▶ PROMPT
The reply has to be a number alone, equal to how many lines in the entries below hold the string "ChatCompletionResponse".

▶ DATASET RECORDS
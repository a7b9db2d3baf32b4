use std::io::Write;
use std::sync::Mutex;

use mcp::{CallToolParams, JsonRpcError, Server, ToolService};
use plot_vision::{
    ChatCompletionRequest, ChatCompletionResponse, NO_ANALYSIS, PlotVision, VisionApi,
    VisionError, server_info,
};
use serde_json::{Value, json};
use tempfile::NamedTempFile;

const PNG_MAGIC: &[u8] = &[0x89, b'P', b'N', b'G'];

#[derive(Debug)]
struct FakeVision {
    reply: Result<Value, VisionError>,
    requests: Mutex<Vec<ChatCompletionRequest>>,
}

impl FakeVision {
    fn replying(reply: Result<Value, VisionError>) -> Self {
        Self {
            reply,
            requests: Mutex::new(Vec::new()),
        }
    }

    fn answering(text: &str) -> Self {
        Self::replying(Ok(json!({
            "choices": [{"message": {"role": "assistant", "content": text}}]
        })))
    }

    fn call_count(&self) -> usize {
        self.requests.lock().expect("requests lock").len()
    }
}

impl VisionApi for FakeVision {
    async fn complete(
        &self,
        request: &ChatCompletionRequest,
    ) -> Result<ChatCompletionResponse, VisionError> {
        self.requests
            .lock()
            .expect("requests lock")
            .push(request.clone());
        ChatCompletionResponse::from_value(self.reply.clone()?)
    }
}

fn service(api: FakeVision) -> PlotVision<FakeVision> {
    PlotVision::new(api, "openai/gpt-4o")
}

fn png_file() -> NamedTempFile {
    let mut file = NamedTempFile::new().expect("temp file");
    file.write_all(PNG_MAGIC).expect("write png");
    file
}

fn call(name: &str, arguments: Value) -> CallToolParams {
    CallToolParams {
        name: name.to_string(),
        arguments: arguments.as_object().cloned(),
    }
}

fn fault(err: mcp::Error) -> JsonRpcError {
    err.as_fault().cloned().expect("protocol fault")
}

#[tokio::test]
async fn lists_exactly_the_analyze_plot_tool() {
    let service = service(FakeVision::answering("unused"));

    let tools = service.list_tools().await.unwrap();

    assert_eq!(tools.len(), 1);
    assert_eq!(tools[0].name, "analyze_plot");
    assert_eq!(tools[0].description, "Analyze a scientific plot using an LLM");
    assert_eq!(service.list_tools().await.unwrap(), tools);
}

#[tokio::test]
async fn unknown_tool_is_method_not_found_without_backend_call() {
    let service = service(FakeVision::answering("unused"));

    let err = service
        .call_tool(call("analyze_table", json!({"image_path": "/tmp/x.png"})))
        .await
        .unwrap_err();
    let fault = fault(err);

    assert_eq!(fault.code, JsonRpcError::METHOD_NOT_FOUND);
    assert_eq!(fault.message, "Unknown tool: analyze_table");
    assert_eq!(service.analyzer().api().call_count(), 0);
}

#[tokio::test]
async fn invalid_arguments_fail_before_any_backend_call() {
    let service = service(FakeVision::answering("unused"));

    let err = service
        .call_tool(call("analyze_plot", json!({"image_path": 7})))
        .await
        .unwrap_err();

    assert_eq!(fault(err).code, JsonRpcError::INVALID_PARAMS);
    assert_eq!(service.analyzer().api().call_count(), 0);
}

#[tokio::test]
async fn successful_analysis_returns_model_text_verbatim() {
    let image = png_file();
    let service = service(FakeVision::answering("A scatter plot of spike rate vs. time."));

    let result = service
        .call_tool(call(
            "analyze_plot",
            json!({
                "image_path": image.path(),
                "additional_instructions": "Mention outliers."
            }),
        ))
        .await
        .unwrap();

    assert!(!result.is_error);
    assert_eq!(result.text_content(), "A scatter plot of spike rate vs. time.");

    let requests = service.analyzer().api().requests.lock().unwrap();
    assert_eq!(requests.len(), 1);
    let sent = serde_json::to_value(&requests[0]).unwrap();
    assert_eq!(sent["model"], json!("openai/gpt-4o"));
    assert_eq!(sent["max_tokens"], json!(1000));
    assert!(
        sent["messages"][0]["content"]
            .as_str()
            .unwrap()
            .ends_with("\nMention outliers.")
    );
    assert_eq!(
        sent["messages"][1]["content"][1]["image_url"]["url"],
        json!("data:image/png;base64,iVBORw==")
    );
}

#[tokio::test]
async fn missing_file_is_recoverable_error() {
    let dir = tempfile::tempdir().unwrap();
    let missing = dir.path().join("nope.png");
    let service = service(FakeVision::answering("unused"));

    let result = service
        .call_tool(call("analyze_plot", json!({"image_path": missing})))
        .await
        .unwrap();

    assert!(result.is_error);
    let text = result.text_content();
    assert!(text.starts_with("Error analyzing plot: "), "{text}");
    assert!(text.contains("nope.png"), "{text}");
    assert_eq!(service.analyzer().api().call_count(), 0);
}

#[tokio::test]
async fn empty_choices_fall_back_to_placeholder() {
    let image = png_file();
    let service = service(FakeVision::replying(Ok(json!({"choices": []}))));

    let result = service
        .call_tool(call("analyze_plot", json!({"image_path": image.path()})))
        .await
        .unwrap();

    assert!(!result.is_error);
    assert_eq!(result.text_content(), NO_ANALYSIS);
    assert_eq!(result.text_content(), "No analysis generated");
}

#[tokio::test]
async fn gateway_error_body_on_success_status_is_recoverable_error() {
    let image = png_file();
    let service = service(FakeVision::replying(Ok(json!({
        "error": {"message": "Provider returned error", "code": 502}
    }))));

    let result = service
        .call_tool(call("analyze_plot", json!({"image_path": image.path()})))
        .await
        .unwrap();

    assert!(result.is_error);
    assert_eq!(
        result.text_content(),
        "Error analyzing plot: LLM gateway error: Provider returned error"
    );
}

#[tokio::test]
async fn gateway_error_is_recoverable() {
    let image = png_file();
    let service = service(FakeVision::replying(Err(VisionError::Status {
        status: 401,
        message: "No auth credentials found".to_string(),
    })));

    let result = service
        .call_tool(call("analyze_plot", json!({"image_path": image.path()})))
        .await
        .unwrap();

    assert!(result.is_error);
    assert_eq!(
        result.text_content(),
        "Error analyzing plot: LLM gateway returned 401: No auth credentials found"
    );
}

#[tokio::test]
async fn serves_analysis_over_the_wire() {
    let image = png_file();
    let server = Server::new(server_info(), service(FakeVision::answering("A histogram.")));

    let analyze = json!({
        "jsonrpc": "2.0",
        "id": 2,
        "method": "tools/call",
        "params": {"name": "analyze_plot", "arguments": {"image_path": image.path()}}
    });
    let input = format!(
        "{}\n{}\n{}\n",
        r#"{"jsonrpc":"2.0","id":1,"method":"initialize","params":{}}"#,
        analyze,
        r#"{"jsonrpc":"2.0","id":3,"method":"tools/call","params":{"name":"analyze_plot","arguments":{}}}"#,
    );
    let mut out = Vec::new();
    server.serve(input.as_bytes(), &mut out).await.unwrap();

    let responses: Vec<Value> = String::from_utf8(out)
        .unwrap()
        .lines()
        .map(|l| serde_json::from_str(l).unwrap())
        .collect();

    assert_eq!(responses.len(), 3);
    assert_eq!(
        responses[0]["result"]["serverInfo"],
        json!({"name": "plot-vision", "version": "0.1.0"})
    );
    assert_eq!(
        responses[1]["result"],
        json!({"content": [{"type": "text", "text": "A histogram."}]})
    );
    assert_eq!(responses[2]["error"]["code"], json!(-32602));
}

▶ TASK RESPONSE
3